The capacity of a battery is the amount of energy that it can store. A battery's capacity is expressed in amp hours (Ah), which is a measure of electrical current over time. One amp hour equals one amp of current flowing for one hour. The higher the Ah, the longer the battery will last.
Energy (Wh) = Capacity (Ah) × Voltage (V) So a 12V battery with a 100 Ah capacity can theoretically provide 12 V × 100 Ah = 1200 Wh or 1.2 kWh. This last formula is used in our Battery Capacity Calculator. Battery capacity is essential in determining how long a battery can power a device or system.
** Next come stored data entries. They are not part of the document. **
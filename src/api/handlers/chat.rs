//! WebSocket broadcast chat.
//!
//! Each connection joins the [`ChatHub`](crate::chat::ChatHub); text frames
//! it sends are broadcast to every member, and everything the hub fans out
//! is written back to the socket.

use axum::{
    extract::{
        State,
        ws::{Message, WebSocket, WebSocketUpgrade},
    },
    response::IntoResponse,
};
use futures::{SinkExt, StreamExt};
use tokio::select;
use tracing::{debug, info, warn};
use utoipa_axum::router::OpenApiRouter;
use utoipa_axum::routes;

use crate::api::doc::CHAT_TAG;
use crate::chat::ChatHub;
use crate::state::AppState;

pub fn chat_routes() -> OpenApiRouter<AppState> {
    OpenApiRouter::new().routes(routes!(chat_socket))
}

/// GET /ws/chat - Upgrade to a chat WebSocket
#[utoipa::path(
    get,
    path = "/chat",
    tag = CHAT_TAG,
    responses(
        (status = 101, description = "Switched to the WebSocket chat protocol")
    )
)]
async fn chat_socket(ws: WebSocketUpgrade, State(state): State<AppState>) -> impl IntoResponse {
    let hub = state.chat.clone();
    ws.on_upgrade(move |socket| handle_chat_socket(socket, hub))
}

async fn handle_chat_socket(socket: WebSocket, hub: ChatHub) {
    let (mut sender, mut receiver) = socket.split();

    let mut session = match hub.join().await {
        Ok(session) => session,
        Err(e) => {
            warn!(error = %e, "Chat hub unavailable, closing socket");
            let _ = sender.send(Message::Close(None)).await;
            return;
        }
    };
    let client_id = session.id;
    info!(client_id, "Chat client connected");

    loop {
        select! {
            incoming = receiver.next() => {
                match incoming {
                    Some(Ok(Message::Text(text))) => {
                        if hub.broadcast(client_id, text.as_str()).await.is_err() {
                            break;
                        }
                    }
                    Some(Ok(Message::Close(_))) | None => break,
                    Some(Err(e)) => {
                        debug!(client_id, error = %e, "Chat socket error");
                        break;
                    }
                    // axum answers pings itself
                    Some(Ok(_)) => {}
                }
            }

            outgoing = session.messages.recv() => {
                match outgoing {
                    Some(line) => {
                        if sender.send(Message::Text(line.into())).await.is_err() {
                            break;
                        }
                    }
                    // Dropped by the hub as too slow, or the hub shut down
                    None => {
                        let _ = sender.send(Message::Close(None)).await;
                        break;
                    }
                }
            }
        }
    }

    if let Err(e) = hub.leave(client_id).await {
        debug!(client_id, error = %e, "Chat hub gone before leave");
    }
    info!(client_id, "Chat client disconnected");
}
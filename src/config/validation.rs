//! Configuration validation logic
//!
//! Each section validates its own invariants; [`Settings::validate`] returns
//! the first failure.

use crate::config::error::ConfigError;
use crate::config::settings::{
    ChatConfig, DatabaseConfig, FileSettings, FilesConfig, LoggerSettings, ServerConfig,
    Settings, StoreBackend, TasksConfig,
};

const VALID_LOG_LEVELS: &[&str] = &["trace", "debug", "info", "warn", "error"];

const VALID_LOG_FORMATS: &[&str] = &["full", "compact", "json"];

const VALID_URL_SCHEMES: &[&str] = &["postgres://", "postgresql://"];

impl ServerConfig {
    /// Port must be non-zero; every CORS origin must be an http(s) URL.
    pub fn validate(&self) -> Result<(), ConfigError> {
        if self.port == 0 {
            return Err(ConfigError::validation(
                "server.port",
                "Port must be between 1 and 65535. Please specify a valid port number.",
            ));
        }

        if self.host.trim().is_empty() {
            return Err(ConfigError::validation(
                "server.host",
                "Host cannot be empty.",
            ));
        }

        if let Some(origin) = self
            .cors_origins
            .iter()
            .find(|o| !(o.starts_with("http://") || o.starts_with("https://")))
        {
            return Err(ConfigError::ValidationError {
                field: "server.cors_origins".to_string(),
                message: format!("CORS origin '{}' must start with http:// or https://", origin),
            });
        }

        Ok(())
    }
}

impl DatabaseConfig {
    /// The URL is only checked for the postgres backend; pool bounds always.
    pub fn validate(&self) -> Result<(), ConfigError> {
        if self.backend == StoreBackend::Postgres {
            if self.url.is_empty() {
                return Err(ConfigError::validation(
                    "database.url",
                    "Database URL is required for the postgres backend. Set database.url or use backend = \"memory\".",
                ));
            }

            if !VALID_URL_SCHEMES
                .iter()
                .any(|scheme| self.url.starts_with(scheme))
            {
                return Err(ConfigError::validation(
                    "database.url",
                    "Invalid database URL format. Expected format: postgres://[user:password@]host[:port]/database",
                ));
            }
        }

        if self.max_connections == 0 {
            return Err(ConfigError::validation(
                "database.max_connections",
                "Max connections must be greater than 0.",
            ));
        }

        if self.min_connections == 0 {
            return Err(ConfigError::validation(
                "database.min_connections",
                "Min connections must be greater than 0.",
            ));
        }

        if self.min_connections > self.max_connections {
            return Err(ConfigError::ValidationError {
                field: "database.min_connections".to_string(),
                message: format!(
                    "Min connections ({}) cannot exceed max connections ({}).",
                    self.min_connections, self.max_connections
                ),
            });
        }

        if self.connection_timeout == 0 {
            return Err(ConfigError::validation(
                "database.connection_timeout",
                "Connection timeout must be greater than 0 seconds.",
            ));
        }

        Ok(())
    }
}

impl FileSettings {
    fn validate(&self) -> Result<(), ConfigError> {
        if self.enabled && self.path.trim().is_empty() {
            return Err(ConfigError::validation(
                "logger.file.path",
                "File path is required when file logging is enabled.",
            ));
        }

        if !VALID_LOG_FORMATS.contains(&self.format.to_lowercase().as_str()) {
            return Err(ConfigError::ValidationError {
                field: "logger.file.format".to_string(),
                message: format!(
                    "Invalid log format '{}'. Valid formats are: {}",
                    self.format,
                    VALID_LOG_FORMATS.join(", ")
                ),
            });
        }

        Ok(())
    }
}

impl LoggerSettings {
    /// Accepts a plain level name or an `EnvFilter` directive list such as
    /// `info,quarry=debug`.
    pub fn validate(&self) -> Result<(), ConfigError> {
        let is_level = VALID_LOG_LEVELS.contains(&self.level.to_lowercase().as_str());
        let is_directive = self.level.contains('=')
            && tracing_subscriber::EnvFilter::try_new(&self.level).is_ok();

        if !is_level && !is_directive {
            return Err(ConfigError::ValidationError {
                field: "logger.level".to_string(),
                message: format!(
                    "Invalid log level '{}'. Valid levels are: {}",
                    self.level,
                    VALID_LOG_LEVELS.join(", ")
                ),
            });
        }

        if !self.console.enabled && !self.file.enabled {
            return Err(ConfigError::validation(
                "logger",
                "At least one output (console or file) must be enabled.",
            ));
        }

        self.file.validate()
    }
}

impl FilesConfig {
    pub fn validate(&self) -> Result<(), ConfigError> {
        if self.upload_dir.trim().is_empty() {
            return Err(ConfigError::validation(
                "files.upload_dir",
                "Upload directory cannot be empty.",
            ));
        }

        if self.max_upload_size == 0 {
            return Err(ConfigError::validation(
                "files.max_upload_size",
                "Maximum upload size must be greater than 0 bytes.",
            ));
        }

        Ok(())
    }
}

impl TasksConfig {
    pub fn validate(&self) -> Result<(), ConfigError> {
        if self.workers == 0 {
            return Err(ConfigError::validation(
                "tasks.workers",
                "At least one task worker is required.",
            ));
        }

        if self.queue_capacity == 0 {
            return Err(ConfigError::validation(
                "tasks.queue_capacity",
                "Queue capacity must be greater than 0.",
            ));
        }

        if self.max_retained == 0 {
            return Err(ConfigError::validation(
                "tasks.max_retained",
                "At least one finished task record must be retained.",
            ));
        }

        Ok(())
    }
}

impl ChatConfig {
    pub fn validate(&self) -> Result<(), ConfigError> {
        if self.outbound_buffer == 0 {
            return Err(ConfigError::validation(
                "chat.outbound_buffer",
                "Outbound buffer must hold at least one message.",
            ));
        }

        if self.command_buffer == 0 {
            return Err(ConfigError::validation(
                "chat.command_buffer",
                "Command buffer must hold at least one command.",
            ));
        }

        Ok(())
    }
}

impl Settings {
    /// Validate all sections, returning the first error encountered.
    pub fn validate(&self) -> Result<(), ConfigError> {
        self.server.validate()?;
        self.database.validate()?;
        self.logger.validate()?;
        self.files.validate()?;
        self.tasks.validate()?;
        self.chat.validate()?;
        Ok(())
    }
}
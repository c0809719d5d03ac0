//! Contact form DTOs.

use std::collections::BTreeMap;
use std::sync::LazyLock;

use regex::Regex;
use serde::{Deserialize, Serialize};
use utoipa::ToSchema;
use validator::{Validate, ValidationError, ValidationErrors};

static EMAIL_PATTERN: LazyLock<Regex> = LazyLock::new(|| {
    Regex::new(r"^[a-zA-Z0-9._%+-]+@[a-zA-Z0-9.-]+\.[a-zA-Z]{2,}$").expect("static pattern")
});

fn email_format(email: &str) -> Result<(), ValidationError> {
    if EMAIL_PATTERN.is_match(email) {
        Ok(())
    } else {
        Err(ValidationError::new("email").with_message("Invalid email format".into()))
    }
}

/// Contact form fields, posted as `application/x-www-form-urlencoded`.
#[derive(Debug, Clone, Deserialize, ToSchema, Validate)]
pub struct ContactForm {
    #[validate(length(min = 1, max = 100, message = "Name must be between 1 and 100 characters"))]
    #[schema(min_length = 1, max_length = 100, example = "Ada")]
    pub name: String,
    #[validate(
        length(max = 255, message = "Email must be at most 255 characters"),
        custom(function = "email_format")
    )]
    #[schema(max_length = 255, example = "ada@example.com")]
    pub email: String,
    #[validate(length(min = 1, max = 1000, message = "Message must be between 1 and 1000 characters"))]
    #[schema(min_length = 1, max_length = 1000)]
    pub message: String,
}

/// Accepted contact submission; the email is stored lower-cased.
#[derive(Debug, Clone, PartialEq, Eq, Serialize, ToSchema)]
pub struct ContactSubmission {
    pub name: String,
    pub email: String,
    pub message: String,
}

impl From<ContactForm> for ContactSubmission {
    fn from(form: ContactForm) -> Self {
        Self {
            name: form.name,
            email: form.email.to_lowercase(),
            message: form.message,
        }
    }
}

/// Outcome of a contact submission: either the accepted data or one error
/// message per invalid field.
#[derive(Debug, Serialize, ToSchema)]
pub struct ContactResponse {
    pub success: bool,
    #[serde(skip_serializing_if = "Option::is_none")]
    pub submitted: Option<ContactSubmission>,
    #[serde(skip_serializing_if = "BTreeMap::is_empty")]
    pub errors: BTreeMap<String, String>,
}

impl ContactResponse {
    pub fn accepted(submission: ContactSubmission) -> Self {
        Self {
            success: true,
            submitted: Some(submission),
            errors: BTreeMap::new(),
        }
    }

    /// First message of each failing field
    pub fn rejected(errors: &ValidationErrors) -> Self {
        let errors = errors
            .field_errors()
            .into_iter()
            .filter_map(|(field, field_errors)| {
                let first = field_errors.first()?;
                let message = first
                    .message
                    .as_ref()
                    .map(|m| m.to_string())
                    .unwrap_or_else(|| first.code.to_string());
                Some((field.to_string(), message))
            })
            .collect();

        Self {
            success: false,
            submitted: None,
            errors,
        }
    }
}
For example, if you have a 12-volt battery that can provide 1 amp of current for 3 hours, the capacity of the battery is: amp hours = 1 amps × 3 hours = 3 amp hours. We have already shown various methods explaining how to calculate amp hours (Ah). Let's now see the particular battery capacity formulae:
To calculate amp hours, you need to know the voltage of the battery and the amount of energy stored in the battery. Multiply the energy in watt-hours by voltage in volts, and you will obtain amp hours. Alternatively, if you have the capacity in mAh and you want to make a battery Ah calculation, simply use the equation: Ah = (capacity in mAh)/1000.
For example, a 2000 mAh battery can theoretically deliver 2000 milliamperes (or 2 amperes) of current for one hour, or 1000 milliamperes for two hours. Capacity is influenced by several factors, including battery chemistry (e.g., lithium-ion, lead-acid, nickel-metal hydride), temperature, rate of discharge, battery age and health.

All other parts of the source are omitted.